Postoperative analgesia in the ICU was carried out for both groups. All patients received IV fentanyl via patient-controlled analgesia (PCA) with (conc. 10 µg.ml-1, with bolus of 15 µg, and lockout interval 10 minutes, maximum cumulative dose of 90µ.hr-1 and no background dose). Before extubation, analgesia was given as nurse-controlled analgesia (NCA) with the same regimen, depending on the sudden rise in H.R. or MABP ≥20% of the baseline. Paracetamol 1gm was given every 8 hours for all patients. The total 24 h. opioid consumption was recorded.
Measured parameters:
The primary outcome was total fentanyl consumption (time frame: from ICU admission up to 24 hours). Secondary outcomes included: VAS score for sternal pain both during rest and with cough (ranging from 0 indicating no pain to 10 indicating extreme pain) measured at time intervals: 30 minutes, 1hour., 3hours., 6hours., 12hours., and 24h after extubation, time to extubation, The first analgesic request time, ICU length of stay and Total length stay of the hospital.
STATISTICAL ANALYSIS:
Before the study, the sample size was calculated. The primary outcome was the total fentanyl consumption during the first 24 hours after surgery. There were no previous studies when designing the study protocol. Therefore, we performed an external pilot study that included 9 patients in each group, with its results not included in the full-scale study. From this pilot, the total 24 hours postoperative fentanyl consumption (µg) was (371.7± 150.03 in the control group versus 260±110.45 in the block group with a mean reduction of 30%). The minimal sample size of patients was 31 in each group needed to get power level 0.90 and alpha level 0.05. the calculated sample size was increased by 10% to reach 35 in each group to allow for dropouts.

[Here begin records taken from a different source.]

//! Static metadata describing one remote operation.
//!
//! An [`OperationDescriptor`] is plain tagged data: the request builder and the
//! response decoder are driven entirely by it, so a binding declares each
//! endpoint once as a `static` table entry instead of writing code per endpoint.

use std::fmt;

use http::Method;
use serde::de::DeserializeOwned;

use crate::param::ParamStyle;

/// Error produced when a declared payload fails to deserialize, with the JSON path.
pub type DecodeError = serde_path_to_error::Error<serde_json::Error>;

/// Deserializes a JSON body, keeping track of the path of a failure.
///
/// This is the building block of [`ResponseCase::decode`] functions:
///
/// ```rust
/// use stratus_core::{MediaMatch, ResponseCase, from_json};
///
/// #[derive(Debug, serde::Deserialize)]
/// struct Pong { ok: bool }
///
/// #[derive(Debug)]
/// enum PingResponse { Ok(Pong) }
///
/// static PING_RESPONSES: [ResponseCase<PingResponse>; 1] = [ResponseCase {
///     status: 200,
///     media: MediaMatch::Json,
///     decode: |body| from_json(body).map(PingResponse::Ok),
/// }];
///
/// let PingResponse::Ok(pong) = (PING_RESPONSES[0].decode)(br#"{"ok":true}"#)?;
/// assert!(pong.ok);
/// # Ok::<(), stratus_core::DecodeError>(())
/// ```
pub fn from_json<T>(body: &[u8]) -> Result<T, DecodeError>
where
    T: DeserializeOwned,
{
    let deserializer = &mut serde_json::Deserializer::from_slice(body);
    serde_path_to_error::deserialize(deserializer)
}

/// How a parameter is declared for an operation.
#[derive(Debug, Clone, Copy, PartialEq, Eq)]
pub struct ParamSpec {
    /// The wire name (placeholder, query key or header name).
    pub name: &'static str,
    /// Whether the caller must supply a value.
    pub required: bool,
    /// Serialization style.
    pub style: ParamStyle,
    /// Explode flag of the style.
    pub explode: bool,
}

impl ParamSpec {
    /// A path placeholder: required, `simple`, not exploded.
    pub const fn path(name: &'static str) -> Self {
        Self {
            name,
            required: true,
            style: ParamStyle::Simple,
            explode: false,
        }
    }

    /// An optional query parameter: `form`, exploded.
    pub const fn query(name: &'static str) -> Self {
        Self {
            name,
            required: false,
            style: ParamStyle::Form,
            explode: true,
        }
    }

    /// A required query parameter: `form`, exploded.
    pub const fn required_query(name: &'static str) -> Self {
        Self {
            required: true,
            ..Self::query(name)
        }
    }

    /// A required header: `simple`, not exploded.
    pub const fn header(name: &'static str) -> Self {
        Self {
            name,
            required: true,
            style: ParamStyle::Simple,
            explode: false,
        }
    }

    /// An optional header: `simple`, not exploded.
    pub const fn optional_header(name: &'static str) -> Self {
        Self {
            required: false,
            ..Self::header(name)
        }
    }

    /// Overrides the style and explode flag.
    pub const fn with_style(self, style: ParamStyle, explode: bool) -> Self {
        Self {
            style,
            explode,
            ..self
        }
    }
}

/// The request body an operation accepts.
#[derive(Debug, Clone, Copy, PartialEq, Eq)]
pub enum BodyEncoding {
    /// No body is sent.
    None,
    /// A JSON body, usually built with [`CallBody::json`](crate::CallBody::json).
    Json,
    /// Any body with a caller-declared content type (e.g. image uploads).
    Any,
}

/// Content-type predicate of a [`ResponseCase`].
#[derive(Debug, Clone, Copy, PartialEq, Eq)]
pub enum MediaMatch {
    /// The `Content-Type` header contains `json` (case-insensitive).
    Json,
    /// Any content type, including a missing header.
    Any,
}

impl MediaMatch {
    /// Checks the predicate against the response `Content-Type` value.
    pub fn matches(self, content_type: Option<&str>) -> bool {
        match self {
            Self::Json => content_type
                .is_some_and(|value| value.to_ascii_lowercase().contains("json")),
            Self::Any => true,
        }
    }
}

/// One `(status, content type) -> typed payload` mapping of an operation.
pub struct ResponseCase<R> {
    /// The HTTP status code that activates this case.
    pub status: u16,
    /// The content-type predicate that activates this case.
    pub media: MediaMatch,
    /// Decodes the body into the operation's response variant.
    pub decode: fn(&[u8]) -> Result<R, DecodeError>,
}

impl<R> ResponseCase<R> {
    /// Whether this case applies to a response.
    pub fn matches(&self, status: u16, content_type: Option<&str>) -> bool {
        self.status == status && self.media.matches(content_type)
    }
}

impl<R> fmt::Debug for ResponseCase<R> {
    fn fmt(&self, f: &mut fmt::Formatter<'_>) -> fmt::Result {
        f.debug_struct("ResponseCase")
            .field("status", &self.status)
            .field("media", &self.media)
            .finish_non_exhaustive()
    }
}

/// Immutable metadata of one remote operation.
///
/// `R` is the operation's tagged response type: usually an enum with one
/// variant per declared `(status, content type)` pair.
///
/// # Example
///
/// ```rust
/// use http::Method;
/// use stratus_core::{BodyEncoding, MediaMatch, OperationDescriptor, ParamSpec, ResponseCase, from_json};
///
/// #[derive(Debug)]
/// enum GetServerResponse {
///     Ok(serde_json::Value),
///     NotFound(serde_json::Value),
/// }
///
/// static GET_SERVER: OperationDescriptor<GetServerResponse> = OperationDescriptor {
///     id: "getServer",
///     method: Method::GET,
///     path: "/v1/servers/{serverId}",
///     path_params: &[ParamSpec::path("serverId")],
///     query_params: &[],
///     header_params: &[ParamSpec::header("x-request-id")],
///     body: BodyEncoding::None,
///     responses: &[
///         ResponseCase { status: 200, media: MediaMatch::Json, decode: |body| from_json(body).map(GetServerResponse::Ok) },
///         ResponseCase { status: 404, media: MediaMatch::Json, decode: |body| from_json(body).map(GetServerResponse::NotFound) },
///     ],
/// };
///
/// assert!(GET_SERVER.response_case(200, Some("application/json")).is_some());
/// assert!(GET_SERVER.response_case(500, Some("application/json")).is_none());
/// ```
pub struct OperationDescriptor<R: 'static> {
    /// Stable operation identifier (e.g. `listServers`).
    pub id: &'static str,
    /// HTTP method.
    pub method: Method,
    /// Path template with `{name}` placeholders, relative to the server URL.
    pub path: &'static str,
    /// Path parameters, in template order.
    pub path_params: &'static [ParamSpec],
    /// Query parameters, in the order they are appended.
    pub query_params: &'static [ParamSpec],
    /// Header parameters.
    pub header_params: &'static [ParamSpec],
    /// Accepted request body.
    pub body: BodyEncoding,
    /// Ordered response mappings; the first match wins.
    pub responses: &'static [ResponseCase<R>],
}

impl<R: 'static> OperationDescriptor<R> {
    /// Finds the first response case matching a status and content type.
    pub fn response_case(&self, status: u16, content_type: Option<&str>) -> Option<&ResponseCase<R>> {
        self.responses
            .iter()
            .find(|case| case.matches(status, content_type))
    }

    /// Status codes with a declared payload, in declaration order.
    pub fn declared_statuses(&self) -> impl Iterator<Item = u16> + '_ {
        self.responses.iter().map(|case| case.status)
    }
}

impl<R: 'static> fmt::Debug for OperationDescriptor<R> {
    fn fmt(&self, f: &mut fmt::Formatter<'_>) -> fmt::Result {
        f.debug_struct("OperationDescriptor")
            .field("id", &self.id)
            .field("method", &self.method)
            .field("path", &self.path)
            .field("path_params", &self.path_params)
            .field("query_params", &self.query_params)
            .field("header_params", &self.header_params)
            .field("body", &self.body)
            .field("responses", &self.responses)
            .finish()
    }
}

The collected data were organized, tabulated, and statistically analyzed using SPSS software statistical computer version 22 (SPSS Inc, USA). We used a two-sample t-test to compare the two groups' mean values (age, BMI, fentanyl consumption) and a Mann-Whitney U test to compare medians for skewed endpoints ( time of extubation, ICU stay, and hospital stay). The chi-squared test was used to determine significance, and Qualitative data were presented as numbers and percentages (Sex, HTN, D.M., and the operation type). Linear mixed models were used to account for repeated measures of pain scores. A fixed-effect model was used for the group and a random effect model for the subject. The first analgesic request time was assessed using the Kaplan-Meier estimator; Median time and (95% CI ) were estimated, and the log-rank test was performed to compare study groups. A two-sided P-value of <0.05 was considered statistically significant.